Признаюсь, я ему не вполне поверил и, ничего не отвечая, присел на санки, но ног закинуть как нужно на сани не в состоянии. Самоед это заметил и, ни слова не говоря, помог мне: усадил и малицею вокруг подоткнул, — и мы поехали.
Из всех дней, которые я провел в этом погибельном пути, этот день, по-моему, был самый тягостный: едем, вижу, сами не знаем куда, самоед молчит, а я его уже не спрашиваю, потому что и так мне ясно, что мы путаем. Собачонки же все нюхают и вертятся и повизгивать начали. Визжат они прескверно, как-то будто похаркивают, а в этой мертвой, пустынной тишине эти звуки далеко разносятся. Только вдруг одна собачонка упала и завертелась. Я сначала не понял, что это значит, и никакой этому не придал важности, но удивился только, что мой самоед сунул мне орстель и говорит: «Держи, бачка, сильней», а сам спрыгнул проворнее, чем всегда сходил, снял с этой собачонки хомут и веревочку и потянул ее за шиворот к дереву. Я не мог наблюдать, что он там делает, потому что другие собачонки дергали и я, понимая опасность, из всех сил в снегу орстель держал, как мне было самоедом указано.

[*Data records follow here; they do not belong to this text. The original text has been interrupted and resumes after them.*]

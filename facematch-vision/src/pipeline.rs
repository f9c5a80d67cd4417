use std::io::Cursor;

use image::{DynamicImage, GrayImage, ImageDecoder, ImageError, ImageReader, Luma};

use crate::detector::FaceDetector;
use crate::error::{VisionError, VisionResult};
use crate::face::{self, Encoding, FaceRegion};
use crate::selection::SelectionStrategy;

/// Decoded grayscale frame and every face region found in it.
pub struct FaceScan {
    pub gray: GrayImage,
    pub regions: Vec<FaceRegion>,
}

impl FaceScan {
    pub fn dimensions(&self) -> (u32, u32) {
        self.gray.dimensions()
    }
}

/// The chosen face and its encoding.
#[derive(Debug, Clone)]
pub struct FaceEncoding {
    pub region: FaceRegion,
    pub encoding: Encoding,
    pub faces_detected: usize,
}

/// Full pipeline: decode → grayscale → locate → select → encode
pub struct Pipeline {
    detector: Box<dyn FaceDetector>,
    selection: SelectionStrategy,
}

impl Pipeline {
    pub fn new(detector: Box<dyn FaceDetector>, selection: SelectionStrategy) -> Self {
        Self {
            detector,
            selection,
        }
    }

    pub fn selection(&self) -> SelectionStrategy {
        self.selection
    }

    /// Decode raw bytes and locate candidate faces.
    pub fn scan(&self, bytes: &[u8]) -> VisionResult<FaceScan> {
        let gray = to_gray(&decode_image(bytes)?);
        let regions = self.detector.detect(&gray);
        log::debug!(
            "{} face region(s) in {}x{} image",
            regions.len(),
            gray.width(),
            gray.height()
        );
        Ok(FaceScan { gray, regions })
    }

    /// Pick one face with the configured strategy and encode it.
    ///
    /// Returns `None` when the scan found no face.
    pub fn encode_selected(&self, scan: &FaceScan) -> VisionResult<Option<FaceEncoding>> {
        let (width, height) = scan.dimensions();
        let Some(region) = self.selection.select(&scan.regions, width, height) else {
            return Ok(None);
        };

        let encoding = face::encode_face(&scan.gray, region)?;
        Ok(Some(FaceEncoding {
            region: *region,
            encoding,
            faces_detected: scan.regions.len(),
        }))
    }

    /// Process an image: detect the selected face and return its encoding
    pub fn process_image(&self, bytes: &[u8]) -> VisionResult<Option<FaceEncoding>> {
        let scan = self.scan(bytes)?;
        self.encode_selected(&scan)
    }
}

/// Decode a JPEG/PNG/... buffer and turn it upright according to its EXIF
/// orientation. Decoder limit violations are reported separately from malformed input.
pub fn decode_image(bytes: &[u8]) -> VisionResult<DynamicImage> {
    let reader = ImageReader::new(Cursor::new(bytes))
        .with_guessed_format()
        .map_err(|e| VisionError::Decode(e.to_string()))?;
    let mut decoder = reader.into_decoder().map_err(decode_err)?;
    let orientation = decoder.orientation().map_err(decode_err)?;
    let mut image = DynamicImage::from_decoder(decoder).map_err(decode_err)?;
    image.apply_orientation(orientation);
    Ok(image)
}

fn decode_err(err: ImageError) -> VisionError {
    match err {
        ImageError::Limits(e) => VisionError::Limits(e.to_string()),
        other => VisionError::Decode(other.to_string()),
    }
}

/// BT.601 luma in 14-bit fixed point, the weighting used by OpenCV's `BGR2GRAY`.
/// `image`'s own `to_luma8` uses BT.709 weights instead.
pub fn to_gray(image: &DynamicImage) -> GrayImage {
    let rgb = image.to_rgb8();
    GrayImage::from_fn(rgb.width(), rgb.height(), |x, y| {
        let [r, g, b] = rgb.get_pixel(x, y).0;
        let luma = u32::from(r) * 4899 + u32::from(g) * 9617 + u32::from(b) * 1868;
        Luma([((luma + (1 << 13)) >> 14) as u8])
    })
}

#[cfg(test)]
mod tests {
    use super::*;
    use image::{Rgb, RgbImage};

    #[test]
    fn test_gray_uses_bt601_weights() {
        let colors = [[255, 0, 0], [0, 255, 0], [0, 0, 255], [255, 255, 255], [0, 0, 0]];
        let img = RgbImage::from_fn(colors.len() as u32, 1, |x, _| Rgb(colors[x as usize]));
        let gray = to_gray(&DynamicImage::ImageRgb8(img));
        let values: Vec<u8> = gray.pixels().map(|p| p.0[0]).collect();
        assert_eq!(values, vec![76, 150, 29, 255, 0]);
    }

    #[test]
    fn test_decode_rejects_garbage() {
        assert!(matches!(decode_image(b"GIF89a"), Err(VisionError::Decode(_))));
        assert!(matches!(decode_image(&[]), Err(VisionError::Decode(_))));
    }
}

Но только слышал, как там собачонка жалостно визгнула, и самоед мой уже опять на месте: взял у меня из рук орстель — и покатили.
Я оглянулся назад и вижу: собака висит на обындевелом суку, за задние ноги привязана, а нутро у нее все выпущено — одной раной зияет.

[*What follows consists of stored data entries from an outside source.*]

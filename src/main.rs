use std::io::Read;
use std::path::{Path, PathBuf};

use anyhow::{Context, Result};
use clap::{Parser, Subcommand};
use facematch::response::{DetectResponse, EncodeResponse, RecognizeResponse};
use facematch::{config, Service};
use serde::Serialize;

#[derive(Parser)]
#[command(name = "facematch")]
#[command(
    version,
    about = "Face encoding and matching from raw pixel intensities"
)]
struct Cli {
    /// Config file (defaults to FACEMATCH_CONFIG_PATH)
    #[arg(short, long, global = true)]
    config: Option<PathBuf>,

    #[command(subcommand)]
    command: Commands,
}

#[derive(Subcommand)]
enum Commands {
    /// Encode the most prominent face in an image
    Encode {
        /// Image file (JPEG, PNG, ...)
        image: PathBuf,
    },
    /// Match the face in an image against known encodings
    Recognize {
        /// Image file (JPEG, PNG, ...)
        image: PathBuf,
        /// JSON array of known encodings, or `-` for stdin
        #[arg(short, long)]
        known: PathBuf,
    },
    /// List every detected face region
    Detect {
        /// Image file (JPEG, PNG, ...)
        image: PathBuf,
    },
    /// Print the effective configuration
    Config,
}

fn main() -> Result<()> {
    env_logger::builder()
        .filter_level(log::LevelFilter::Info)
        .parse_default_env()
        .format_target(false)
        .format_timestamp(None)
        .init();

    let cli = Cli::parse();
    let cfg = config::load_config(cli.config.as_deref())?;

    if let Commands::Config = cli.command {
        print!("{}", toml::to_string_pretty(&cfg)?);
        return Ok(());
    }

    let service = Service::from_config(&cfg)
        .context("Failed to initialize face matching service")?;

    match cli.command {
        Commands::Encode { image } => {
            let bytes = read_image(&image)?;
            print_json(&EncodeResponse::from_outcome(service.encode(&bytes))?)
        }
        Commands::Recognize { image, known } => {
            let known = read_known(&known)?;
            let bytes = read_image(&image)?;
            print_json(&RecognizeResponse::from_outcome(
                service.recognize_json(&bytes, &known),
            )?)
        }
        Commands::Detect { image } => {
            let bytes = read_image(&image)?;
            print_json(&DetectResponse::from_outcome(service.detect(&bytes))?)
        }
        Commands::Config => Ok(()),
    }
}

fn read_image(path: &Path) -> Result<Vec<u8>> {
    std::fs::read(path).with_context(|| format!("reading image {}", path.display()))
}

/// Raw bytes; the payload is validated by `recognize_json`.
fn read_known(path: &Path) -> Result<Vec<u8>> {
    if path == Path::new("-") {
        let mut raw = Vec::new();
        std::io::stdin()
            .read_to_end(&mut raw)
            .context("reading known encodings from stdin")?;
        return Ok(raw);
    }
    std::fs::read(path).with_context(|| format!("reading known encodings {}", path.display()))
}

fn print_json<T: Serialize>(value: &T) -> Result<()> {
    println!("{}", serde_json::to_string_pretty(value)?);
    Ok(())
}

— Это, — спрашиваю, — ты ее в жертву, что ли, принес?
— Да, бачка, — отвечает, — пусть и шайтан съест: она спотыкаться стала.
Я еще пошутил:
— Что же, — говорю, — ты ему самую дохлую дал?
— А что, бачка: ничего.
— Да, ничего, — говорю, — он больше и не стоит.
Он не отвечал, и опять едем.
Соображаю, что если уже и на собак голод стал так действовать, то смерть нас где-нибудь недалеко ждет. Собрал я все мужество, чтобы встретить ее, эту мучительную голодную смерть среди ледяной пустыни. Но едва ли его и надо было собирать — тут все как-то в сборе было, и ум, и глупость, и тупость рассуждения: состояние совсем особенное — состояние какой-то затерянности. И самый голод, кажется, не так чувствуешь, как он обыкновенно ощущается, когда есть хочется, а тут только чувствуешь, что тебе все нутро ведет, как кожух перед огнем в кучу собирает, и равнодушие ко всему бесконечное — даже к собственной судьбе своей, — избавления жарко пожелать не можешь. Пришел было на минутку я в себя, как у нас другая собачонка закувыркалась, — и самоед и эту в жертву принес, и опять погрузился в отупение. Часы я свои утром завел и наугад их поставил, да и не смотрю на них, потому что пользы нет, а день был морозный, красный, и стало склонять к вечеру. Мы неслись через безбрежную холмистую снеговую степь и вдруг, поднявшись из одного удолья, опять вылетели на лесную опушку, и тут у нас третья собачонка закувыркалась. Самоед встал, ее приколол, а других выпряг и молча сел на краек саней; взял орстель, в колени зажал, руки за пазуху в малицу спрятал, а голову опустил.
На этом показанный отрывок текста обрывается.